*** Opening TASK INPUT ***

use std::env;
use std::fs;
use std::path::PathBuf;
use std::time::Duration;

use serde::{Deserialize, Serialize};

use crate::error::{DoraError, Result};
use crate::history::WriteMode;
use crate::{CANVAS_ID, METRICS_FILE};

#[derive(Debug, Clone, Serialize, Deserialize, PartialEq)]
pub struct Config {
    pub source: String,
    pub metrics_file: String,
    pub canvas_id: String,
    pub out_dir: PathBuf,
    pub chart_width: u32,
    pub chart_height: u32,
    pub http_timeout: Duration,
    pub github_api_url: String,
    pub repository: Option<String>,
    pub branch: String,
    pub token_env: String,
    pub per_page: u32,
    pub frequency_window: Duration,
    pub write_mode: WriteMode,
    pub serve_addr: String,
}

impl Default for Config {
    fn default() -> Self {
        Self {
            source: ".".to_string(),
            metrics_file: METRICS_FILE.to_string(),
            canvas_id: CANVAS_ID.to_string(),
            out_dir: PathBuf::from("."),
            chart_width: 800,
            chart_height: 400,
            http_timeout: Duration::from_secs(10),
            github_api_url: "https://api.github.com".to_string(),
            repository: None,
            branch: "main".to_string(),
            token_env: "GH_PAT".to_string(),
            per_page: 100,
            frequency_window: Duration::from_secs(7 * 86_400),
            write_mode: WriteMode::Overwrite,
            serve_addr: "127.0.0.1:8000".to_string(),
        }
    }
}

impl Config {
    pub fn load() -> Result<Self> {
        let mut cfg = Self::default();
        let config_path = config_file_path();
        if let Some(file_overrides) = load_file_overrides(&config_path)? {
            apply_overrides(&mut cfg, file_overrides, "config file")?;
        }
        let env_overrides = load_env_overrides()?;
        apply_overrides(&mut cfg, env_overrides, "environment")?;
        Ok(cfg)
    }

    pub fn github_token(&self) -> Result<String> {
        match env::var(&self.token_env) {
            Ok(token) if !token.trim().is_empty() => Ok(token),
            _ => Err(DoraError::Config(format!(
                "GitHub token not found, set {}",
                self.token_env
            ))),
        }
    }

    pub fn require_repository(&self) -> Result<&str> {
        let repo = self
            .repository
            .as_deref()
            .ok_or_else(|| DoraError::Config("repository is not configured".to_string()))?;
        validate_repository(repo)?;
        Ok(repo)
    }
}

#[derive(Debug, Default, Deserialize)]
struct ConfigOverrides {
    source: Option<String>,
    metrics_file: Option<String>,
    canvas_id: Option<String>,
    out_dir: Option<PathBuf>,
    chart_width: Option<u32>,
    chart_height: Option<u32>,
    http_timeout: Option<String>,
    github_api_url: Option<String>,
    repository: Option<String>,
    branch: Option<String>,
    token_env: Option<String>,
    per_page: Option<u32>,
    frequency_window: Option<String>,
    write_mode: Option<String>,
    serve_addr: Option<String>,
}

fn config_file_path() -> PathBuf {
    if let Ok(path) = env::var("DORA_CONFIG") {
        return PathBuf::from(path);
    }

    let home = env::var("HOME").unwrap_or_else(|_| ".".to_string());
    let config_home = env::var("XDG_CONFIG_HOME")
        .map(PathBuf::from)
        .unwrap_or_else(|_| PathBuf::from(home).join(".config"));
    config_home.join("dora/config.toml")
}

fn load_file_overrides(path: &PathBuf) -> Result<Option<ConfigOverrides>> {
    if !path.exists() {
        return Ok(None);
    }

    let raw = fs::read_to_string(path)
        .map_err(|e| DoraError::Config(format!("failed reading {}: {e}", path.display())))?;
    parse_overrides(&raw)
        .map(Some)
        .map_err(|e| DoraError::Config(format!("failed parsing {}: {e}", path.display())))
}

fn parse_overrides(raw: &str) -> std::result::Result<ConfigOverrides, toml::de::Error> {
    toml::from_str(raw)
}

fn load_env_overrides() -> Result<ConfigOverrides> {
    let per_page = match env::var("DORA_PER_PAGE") {
        Ok(v) => Some(v.parse::<u32>().map_err(|e| {
            DoraError::Config(format!("bad DORA_PER_PAGE in environment: {e}"))
        })?),
        Err(_) => None,
    };

    Ok(ConfigOverrides {
        source: env::var("DORA_SOURCE").ok(),
        metrics_file: None,
        canvas_id: None,
        out_dir: env::var("DORA_OUT_DIR").ok().map(PathBuf::from),
        chart_width: None,
        chart_height: None,
        http_timeout: env::var("DORA_HTTP_TIMEOUT").ok(),
        github_api_url: env::var("DORA_GITHUB_API_URL").ok(),
        repository: env::var("DORA_REPOSITORY").ok(),
        branch: env::var("DORA_BRANCH").ok(),
        token_env: env::var("DORA_TOKEN_ENV").ok(),
        per_page,
        frequency_window: env::var("DORA_FREQUENCY_WINDOW").ok(),
        write_mode: env::var("DORA_WRITE_MODE").ok(),
        serve_addr: env::var("DORA_SERVE_ADDR").ok(),
    })
}

fn apply_overrides(cfg: &mut Config, overrides: ConfigOverrides, source: &str) -> Result<()> {
    if let Some(v) = overrides.source {
        cfg.source = v;
    }
    if let Some(v) = overrides.metrics_file {
        cfg.metrics_file = v;
    }
    if let Some(v) = overrides.canvas_id {
        cfg.canvas_id = v;
    }
    if let Some(v) = overrides.out_dir {
        cfg.out_dir = v;
    }
    if let Some(v) = overrides.chart_width {
        cfg.chart_width = v;
    }
    if let Some(v) = overrides.chart_height {
        cfg.chart_height = v;
    }
    if let Some(v) = overrides.http_timeout {
        cfg.http_timeout = humantime::parse_duration(&v).map_err(|e| {
            DoraError::Config(format!("bad http_timeout in {source}: {e} (value={v})"))
        })?;
    }
    if let Some(v) = overrides.github_api_url {
        cfg.github_api_url = v;
    }
    if let Some(v) = overrides.repository {
        validate_repository(&v).map_err(|e| {
            DoraError::Config(format!("bad repository in {source}: {e} (value={v})"))
        })?;
        cfg.repository = Some(v);
    }
    if let Some(v) = overrides.branch {
        cfg.branch = v;
    }
    if let Some(v) = overrides.token_env {
        cfg.token_env = v;
    }
    if let Some(v) = overrides.per_page {
        if v == 0 || v > 100 {
            return Err(DoraError::Config(format!(
                "bad per_page in {source}: must be within 1..=100 (value={v})"
            )));
        }
        cfg.per_page = v;
    }
    if let Some(v) = overrides.frequency_window {
        cfg.frequency_window = humantime::parse_duration(&v).map_err(|e| {
            DoraError::Config(format!(
                "bad frequency_window in {source}: {e} (value={v})"
            ))
        })?;
    }
    if let Some(v) = overrides.write_mode {
        cfg.write_mode = WriteMode::parse(&v)
            .map_err(|e| DoraError::Config(format!("bad write_mode in {source}: {e}")))?;
    }
    if let Some(v) = overrides.serve_addr {
        cfg.serve_addr = v;
    }
    Ok(())
}

pub fn validate_repository(repo: &str) -> Result<()> {
    let Some((owner, name)) = repo.split_once('/') else {
        return Err(DoraError::InvalidArgument(format!(
            "repository must use owner/name syntax, got {repo}"
        )));
    };
    if owner.trim().is_empty() || name.trim().is_empty() || name.contains('/') {
        return Err(DoraError::InvalidArgument(format!(
            "repository must use owner/name syntax, got {repo}"
        )));
    }
    Ok(())
}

*** Closing TASK INPUT ***

◆ YOUR TASK
Scan each line of the entries above for the word "Result" and report how many lines contain it, with nothing else.

◆ SOLUTION BELOW
9